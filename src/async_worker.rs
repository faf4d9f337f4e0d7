use std::io;
use std::sync::atomic::{AtomicU64, Ordering};
use std::sync::{mpsc, Arc, Mutex};
use std::thread;
use std::time::Duration;

use tracing::{debug, trace};

use suggest_core::{FetchError, RequestId, Suggestion};

use crate::source::SuggestionSource;

// ---------------------------------------------------------------------------
// Work / Result types
// ---------------------------------------------------------------------------

pub(crate) enum FetchWork {
    Suggestions { query: String, id: RequestId },
    SavedInfo { value: String, id: RequestId },
}

#[derive(Debug)]
pub(crate) enum FetchOutcome {
    Suggestions {
        id: RequestId,
        result: Result<Vec<Suggestion>, FetchError>,
    },
    SavedInfo {
        id: RequestId,
        result: Result<Suggestion, FetchError>,
    },
}

/// Raw id of the newest submission per lane. 0 means nothing is wanted.
#[derive(Default)]
struct Generations {
    suggestions: AtomicU64,
    saved_info: AtomicU64,
}

impl Generations {
    fn is_current(&self, work: &FetchWork) -> bool {
        match work {
            FetchWork::Suggestions { id, .. } => {
                id.as_raw() == self.suggestions.load(Ordering::SeqCst)
            }
            FetchWork::SavedInfo { id, .. } => id.as_raw() == self.saved_info.load(Ordering::SeqCst),
        }
    }
}

// ---------------------------------------------------------------------------
// FetchWorker
// ---------------------------------------------------------------------------

/// Runs a `SuggestionSource` on a background thread so blocking fetches never
/// stall the caller. Results come back through `try_recv`/`recv_timeout` and
/// still have to pass the session's request guard.
pub(crate) struct FetchWorker {
    work_tx: mpsc::Sender<FetchWork>,
    result_rx: Mutex<mpsc::Receiver<FetchOutcome>>,
    generations: Arc<Generations>,
}

impl FetchWorker {
    pub fn spawn(source: Arc<dyn SuggestionSource>) -> io::Result<Self> {
        let generations = Arc::new(Generations::default());
        let (work_tx, work_rx) = mpsc::channel::<FetchWork>();
        let (result_tx, result_rx) = mpsc::channel::<FetchOutcome>();
        {
            let generations = Arc::clone(&generations);
            thread::Builder::new()
                .name("suggest-fetch".into())
                .spawn(move || fetch_worker(work_rx, result_tx, generations, source))?;
        }
        Ok(Self {
            work_tx,
            result_rx: Mutex::new(result_rx),
            generations,
        })
    }

    pub fn submit_suggestions(&self, query: String, id: RequestId) {
        self.generations
            .suggestions
            .store(id.as_raw(), Ordering::SeqCst);
        let _ = self.work_tx.send(FetchWork::Suggestions { query, id });
    }

    pub fn submit_saved_info(&self, value: String, id: RequestId) {
        self.generations
            .saved_info
            .store(id.as_raw(), Ordering::SeqCst);
        let _ = self.work_tx.send(FetchWork::SavedInfo { value, id });
    }

    /// Queued suggestion work is skipped; results already computed may still
    /// arrive and are dropped by the session guard.
    pub fn invalidate(&self) {
        self.generations.suggestions.store(0, Ordering::SeqCst);
    }

    pub fn invalidate_all(&self) {
        self.invalidate();
        self.generations.saved_info.store(0, Ordering::SeqCst);
    }

    pub fn try_recv(&self) -> Option<FetchOutcome> {
        let rx = self.result_rx.lock().ok()?;
        rx.try_recv().ok()
    }

    pub fn recv_timeout(&self, timeout: Duration) -> Option<FetchOutcome> {
        let rx = self.result_rx.lock().ok()?;
        rx.recv_timeout(timeout).ok()
    }
}

// ---------------------------------------------------------------------------
// Worker thread
// ---------------------------------------------------------------------------

fn fetch_worker(
    rx: mpsc::Receiver<FetchWork>,
    tx: mpsc::Sender<FetchOutcome>,
    generations: Arc<Generations>,
    source: Arc<dyn SuggestionSource>,
) {
    while let Ok(work) = rx.recv() {
        // Drain: keep only the newest item of each lane
        let mut suggestions = None;
        let mut saved_info = None;
        let mut next = Some(work);
        while let Some(item) = next {
            match item {
                FetchWork::Suggestions { .. } => suggestions = Some(item),
                FetchWork::SavedInfo { .. } => saved_info = Some(item),
            }
            next = rx.try_recv().ok();
        }

        for work in [saved_info, suggestions].into_iter().flatten() {
            if !generations.is_current(&work) {
                trace!("skipping superseded fetch work");
                continue;
            }
            let outcome = match work {
                FetchWork::Suggestions { query, id } => {
                    debug!(query = query.as_str(), id = id.as_raw(), "fetching suggestions");
                    FetchOutcome::Suggestions {
                        id,
                        result: source.fetch_suggestions(&query),
                    }
                }
                FetchWork::SavedInfo { value, id } => {
                    debug!(value = value.as_str(), id = id.as_raw(), "fetching saved info");
                    FetchOutcome::SavedInfo {
                        id,
                        result: source.fetch_saved_info(&value),
                    }
                }
            };
            if tx.send(outcome).is_err() {
                return;
            }
        }
    }
}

Work item: Among the lines above, find those carrying the word "FetchWorker" and copy them out.

Answer space:
// FetchWorker
pub(crate) struct FetchWorker {
impl FetchWorker {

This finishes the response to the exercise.